Records provided →
· · · · ·
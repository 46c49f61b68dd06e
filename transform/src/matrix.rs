//! 2D affine matrices and the `matrix(...)` transform descriptor.
//!
//! A matrix
//!
//! ```text
//! | a  b  tx |
//! | c  d  ty |
//! ```
//!
//! is stored column-major as the sequence `[a c b d tx ty]`: `<a c>` is the
//! image of the x axis, `<b d>` the image of the y axis, and `<tx ty>` the
//! translation. That is also the parameter order of the textual form
//! `matrix(a, c, b, d, tx, ty)`.

#[cfg(test)]
#[path = "matrix_test.rs"]
mod matrix_test;

use std::fmt;

use serde::{Deserialize, Serialize};

use crate::consts::{HALF_ANGLE, RIGHT_ANGLE};
use crate::error::TransformError;
use crate::math::{Point, normalize_angle};
use crate::surface::{ElementId, Surface};

/// A 2×3 affine transform.
#[derive(Debug, Clone, Copy, PartialEq, Serialize, Deserialize)]
pub struct AffineMatrix {
    pub a: f64,
    pub b: f64,
    pub c: f64,
    pub d: f64,
    pub tx: f64,
    pub ty: f64,
}

/// The pieces of a transform, applied in the fixed order
/// rotate → translate → scale → skew. Absent pieces are skipped.
#[derive(Debug, Clone, Copy, PartialEq, Default, Serialize, Deserialize)]
pub struct Transformation {
    /// Clockwise rotation in radians.
    pub rotation: Option<f64>,
    pub translation: Option<Point>,
    /// Horizontal and vertical scale factors.
    pub scale: Option<Point>,
    /// Skew angles in radians along x and y.
    pub skew: Option<Point>,
}

impl Transformation {
    /// A pure rotation.
    #[must_use]
    pub fn rotation(angle: f64) -> Self {
        Self { rotation: Some(angle), ..Self::default() }
    }
}

impl Default for AffineMatrix {
    fn default() -> Self {
        Self::STANDARD_BASIS
    }
}

impl AffineMatrix {
    /// The identity transform every matrix is built from.
    pub const STANDARD_BASIS: Self = Self { a: 1.0, b: 0.0, c: 0.0, d: 1.0, tx: 0.0, ty: 0.0 };

    /// Build from the column-major sequence `[a c b d tx ty]`.
    #[must_use]
    pub fn from_array([a, c, b, d, tx, ty]: [f64; 6]) -> Self {
        Self { a, b, c, d, tx, ty }
    }

    /// The column-major sequence `[a c b d tx ty]`.
    #[must_use]
    pub fn to_array(&self) -> [f64; 6] {
        [self.a, self.c, self.b, self.d, self.tx, self.ty]
    }

    /// Compose `self · other`: `other` is applied first, in `self`'s frame.
    #[must_use]
    pub fn multiply(&self, other: &Self) -> Self {
        Self {
            a: self.a * other.a + self.b * other.c,
            b: self.a * other.b + self.b * other.d,
            c: self.c * other.a + self.d * other.c,
            d: self.c * other.b + self.d * other.d,
            tx: self.a * other.tx + self.b * other.ty + self.tx,
            ty: self.c * other.tx + self.d * other.ty + self.ty,
        }
    }

    #[must_use]
    pub fn rotate(&self, angle: f64) -> Self {
        let (sin, cos) = angle.sin_cos();
        self.multiply(&Self { a: cos, b: -sin, c: sin, d: cos, tx: 0.0, ty: 0.0 })
    }

    #[must_use]
    pub fn translate(&self, by: Point) -> Self {
        self.multiply(&Self { tx: by.x, ty: by.y, ..Self::STANDARD_BASIS })
    }

    #[must_use]
    pub fn scale(&self, by: Point) -> Self {
        self.multiply(&Self { a: by.x, d: by.y, ..Self::STANDARD_BASIS })
    }

    /// Skew by `angles.x` along the x axis and `angles.y` along the y axis.
    #[must_use]
    pub fn skew(&self, angles: Point) -> Self {
        self.multiply(&Self { b: angles.x.tan(), c: angles.y.tan(), ..Self::STANDARD_BASIS })
    }

    /// Build the matrix for `transformation` from the standard basis.
    #[must_use]
    pub fn from_transformation(transformation: &Transformation) -> Self {
        let mut matrix = Self::STANDARD_BASIS;
        if let Some(angle) = transformation.rotation {
            matrix = matrix.rotate(angle);
        }
        if let Some(by) = transformation.translation {
            matrix = matrix.translate(by);
        }
        if let Some(by) = transformation.scale {
            matrix = matrix.scale(by);
        }
        if let Some(angles) = transformation.skew {
            matrix = matrix.skew(angles);
        }
        matrix
    }

    /// Map `p` through this transform.
    #[must_use]
    pub fn apply(&self, p: Point) -> Point {
        Point::new(self.a * p.x + self.b * p.y + self.tx, self.c * p.x + self.d * p.y + self.ty)
    }

    /// The textual `matrix(a, c, b, d, tx, ty)` descriptor.
    #[must_use]
    pub fn to_css(&self) -> String {
        self.to_string()
    }

    /// Parse a transform property value.
    ///
    /// Returns `Ok(None)` for an empty value or `none`.
    ///
    /// # Errors
    ///
    /// Returns `MalformedMatrix` for anything other than a six-parameter
    /// `matrix(...)` with numeric arguments.
    pub fn parse(value: &str) -> Result<Option<Self>, TransformError> {
        let trimmed = value.trim();
        if trimmed.is_empty() || trimmed.eq_ignore_ascii_case("none") {
            return Ok(None);
        }

        let malformed = || TransformError::MalformedMatrix(value.to_string());
        let args = trimmed
            .strip_prefix("matrix(")
            .and_then(|rest| rest.strip_suffix(')'))
            .ok_or_else(malformed)?;

        let mut elements = [0.0; 6];
        let mut count = 0;
        for part in args.split(',') {
            let slot = elements.get_mut(count).ok_or_else(malformed)?;
            *slot = part.trim().parse::<f64>().map_err(|_| malformed())?;
            count += 1;
        }
        if count != elements.len() {
            return Err(malformed());
        }
        Ok(Some(Self::from_array(elements)))
    }

    /// Clockwise rotation encoded by this matrix, in `[0, 2π)`.
    #[must_use]
    pub fn rotation_angle(&self) -> f64 {
        get_rotation_angle(&self.to_array())
    }
}

impl fmt::Display for AffineMatrix {
    fn fmt(&self, f: &mut fmt::Formatter<'_>) -> fmt::Result {
        let [a, c, b, d, tx, ty] = self.to_array();
        write!(f, "matrix({a}, {c}, {b}, {d}, {tx}, {ty})")
    }
}

/// Recover the rotation from a column-major `[a c b d tx ty]` sequence.
///
/// The arctangent alone only determines the angle modulo a half turn; the
/// sign of `a` (the x axis pointing left) selects the other half. A zero `d`
/// resolves to a quarter turn signed like `c`, or to zero when `c` is also
/// zero.
#[must_use]
pub fn get_rotation_angle(matrix: &[f64; 6]) -> f64 {
    let [a, c, _, d, _, _] = *matrix;

    let mut rotation = if d == 0.0 {
        if c > 0.0 {
            RIGHT_ANGLE
        } else if c < 0.0 {
            -RIGHT_ANGLE
        } else {
            0.0
        }
    } else {
        (c / d).atan()
    };

    if a < 0.0 {
        rotation += HALF_ANGLE;
    }

    normalize_angle(rotation)
}

/// Current rotation of an element, read back from its transform property.
/// An element with no transform is unrotated.
///
/// # Errors
///
/// Returns `ElementNotFound` for an unknown id and `MalformedMatrix` when the
/// stored transform cannot be parsed.
pub fn element_rotation<S: Surface + ?Sized>(surface: &S, id: ElementId) -> Result<f64, TransformError> {
    let Some(value) = surface.transform(id)? else {
        return Ok(0.0);
    };
    Ok(AffineMatrix::parse(&value)?.map_or(0.0, |matrix| matrix.rotation_angle()))
}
· · · · ·
Exercise → Reprint the complete listing exactly.

Output below →
repository 46c49f61b68dd06e
filename transform/src/matrix.rs
//! 2D affine matrices and the `matrix(...)` transform descriptor.
//!
//! A matrix
//!
//! ```text
//! | a  b  tx |
//! | c  d  ty |
//! ```
//!
//! is stored column-major as the sequence `[a c b d tx ty]`: `<a c>` is the
//! image of the x axis, `<b d>` the image of the y axis, and `<tx ty>` the
//! translation. That is also the parameter order of the textual form
//! `matrix(a, c, b, d, tx, ty)`.

#[cfg(test)]
#[path = "matrix_test.rs"]
mod matrix_test;

use std::fmt;

use serde::{Deserialize, Serialize};

use crate::consts::{HALF_ANGLE, RIGHT_ANGLE};
use crate::error::TransformError;
use crate::math::{Point, normalize_angle};
use crate::surface::{ElementId, Surface};

/// A 2×3 affine transform.
#[derive(Debug, Clone, Copy, PartialEq, Serialize, Deserialize)]
pub struct AffineMatrix {
    pub a: f64,
    pub b: f64,
    pub c: f64,
    pub d: f64,
    pub tx: f64,
    pub ty: f64,
}

/// The pieces of a transform, applied in the fixed order
/// rotate → translate → scale → skew. Absent pieces are skipped.
#[derive(Debug, Clone, Copy, PartialEq, Default, Serialize, Deserialize)]
pub struct Transformation {
    /// Clockwise rotation in radians.
    pub rotation: Option<f64>,
    pub translation: Option<Point>,
    /// Horizontal and vertical scale factors.
    pub scale: Option<Point>,
    /// Skew angles in radians along x and y.
    pub skew: Option<Point>,
}

impl Transformation {
    /// A pure rotation.
    #[must_use]
    pub fn rotation(angle: f64) -> Self {
        Self { rotation: Some(angle), ..Self::default() }
    }
}

impl Default for AffineMatrix {
    fn default() -> Self {
        Self::STANDARD_BASIS
    }
}

impl AffineMatrix {
    /// The identity transform every matrix is built from.
    pub const STANDARD_BASIS: Self = Self { a: 1.0, b: 0.0, c: 0.0, d: 1.0, tx: 0.0, ty: 0.0 };

    /// Build from the column-major sequence `[a c b d tx ty]`.
    #[must_use]
    pub fn from_array([a, c, b, d, tx, ty]: [f64; 6]) -> Self {
        Self { a, b, c, d, tx, ty }
    }

    /// The column-major sequence `[a c b d tx ty]`.
    #[must_use]
    pub fn to_array(&self) -> [f64; 6] {
        [self.a, self.c, self.b, self.d, self.tx, self.ty]
    }

    /// Compose `self · other`: `other` is applied first, in `self`'s frame.
    #[must_use]
    pub fn multiply(&self, other: &Self) -> Self {
        Self {
            a: self.a * other.a + self.b * other.c,
            b: self.a * other.b + self.b * other.d,
            c: self.c * other.a + self.d * other.c,
            d: self.c * other.b + self.d * other.d,
            tx: self.a * other.tx + self.b * other.ty + self.tx,
            ty: self.c * other.tx + self.d * other.ty + self.ty,
        }
    }

    #[must_use]
    pub fn rotate(&self, angle: f64) -> Self {
        let (sin, cos) = angle.sin_cos();
        self.multiply(&Self { a: cos, b: -sin, c: sin, d: cos, tx: 0.0, ty: 0.0 })
    }

    #[must_use]
    pub fn translate(&self, by: Point) -> Self {
        self.multiply(&Self { tx: by.x, ty: by.y, ..Self::STANDARD_BASIS })
    }

    #[must_use]
    pub fn scale(&self, by: Point) -> Self {
        self.multiply(&Self { a: by.x, d: by.y, ..Self::STANDARD_BASIS })
    }

    /// Skew by `angles.x` along the x axis and `angles.y` along the y axis.
    #[must_use]
    pub fn skew(&self, angles: Point) -> Self {
        self.multiply(&Self { b: angles.x.tan(), c: angles.y.tan(), ..Self::STANDARD_BASIS })
    }

    /// Build the matrix for `transformation` from the standard basis.
    #[must_use]
    pub fn from_transformation(transformation: &Transformation) -> Self {
        let mut matrix = Self::STANDARD_BASIS;
        if let Some(angle) = transformation.rotation {
            matrix = matrix.rotate(angle);
        }
        if let Some(by) = transformation.translation {
            matrix = matrix.translate(by);
        }
        if let Some(by) = transformation.scale {
            matrix = matrix.scale(by);
        }
        if let Some(angles) = transformation.skew {
            matrix = matrix.skew(angles);
        }
        matrix
    }

    /// Map `p` through this transform.
    #[must_use]
    pub fn apply(&self, p: Point) -> Point {
        Point::new(self.a * p.x + self.b * p.y + self.tx, self.c * p.x + self.d * p.y + self.ty)
    }

    /// The textual `matrix(a, c, b, d, tx, ty)` descriptor.
    #[must_use]
    pub fn to_css(&self) -> String {
        self.to_string()
    }

    /// Parse a transform property value.
    ///
    /// Returns `Ok(None)` for an empty value or `none`.
    ///
    /// # Errors
    ///
    /// Returns `MalformedMatrix` for anything other than a six-parameter
    /// `matrix(...)` with numeric arguments.
    pub fn parse(value: &str) -> Result<Option<Self>, TransformError> {
        let trimmed = value.trim();
        if trimmed.is_empty() || trimmed.eq_ignore_ascii_case("none") {
            return Ok(None);
        }

        let malformed = || TransformError::MalformedMatrix(value.to_string());
        let args = trimmed
            .strip_prefix("matrix(")
            .and_then(|rest| rest.strip_suffix(')'))
            .ok_or_else(malformed)?;

        let mut elements = [0.0; 6];
        let mut count = 0;
        for part in args.split(',') {
            let slot = elements.get_mut(count).ok_or_else(malformed)?;
            *slot = part.trim().parse::<f64>().map_err(|_| malformed())?;
            count += 1;
        }
        if count != elements.len() {
            return Err(malformed());
        }
        Ok(Some(Self::from_array(elements)))
    }

    /// Clockwise rotation encoded by this matrix, in `[0, 2π)`.
    #[must_use]
    pub fn rotation_angle(&self) -> f64 {
        get_rotation_angle(&self.to_array())
    }
}

impl fmt::Display for AffineMatrix {
    fn fmt(&self, f: &mut fmt::Formatter<'_>) -> fmt::Result {
        let [a, c, b, d, tx, ty] = self.to_array();
        write!(f, "matrix({a}, {c}, {b}, {d}, {tx}, {ty})")
    }
}

/// Recover the rotation from a column-major `[a c b d tx ty]` sequence.
///
/// The arctangent alone only determines the angle modulo a half turn; the
/// sign of `a` (the x axis pointing left) selects the other half. A zero `d`
/// resolves to a quarter turn signed like `c`, or to zero when `c` is also
/// zero.
#[must_use]
pub fn get_rotation_angle(matrix: &[f64; 6]) -> f64 {
    let [a, c, _, d, _, _] = *matrix;

    let mut rotation = if d == 0.0 {
        if c > 0.0 {
            RIGHT_ANGLE
        } else if c < 0.0 {
            -RIGHT_ANGLE
        } else {
            0.0
        }
    } else {
        (c / d).atan()
    };

    if a < 0.0 {
        rotation += HALF_ANGLE;
    }

    normalize_angle(rotation)
}

/// Current rotation of an element, read back from its transform property.
/// An element with no transform is unrotated.
///
/// # Errors
///
/// Returns `ElementNotFound` for an unknown id and `MalformedMatrix` when the
/// stored transform cannot be parsed.
pub fn element_rotation<S: Surface + ?Sized>(surface: &S, id: ElementId) -> Result<f64, TransformError> {
    let Some(value) = surface.transform(id)? else {
        return Ok(0.0);
    };
    Ok(AffineMatrix::parse(&value)?.map_or(0.0, |matrix| matrix.rotation_angle()))
}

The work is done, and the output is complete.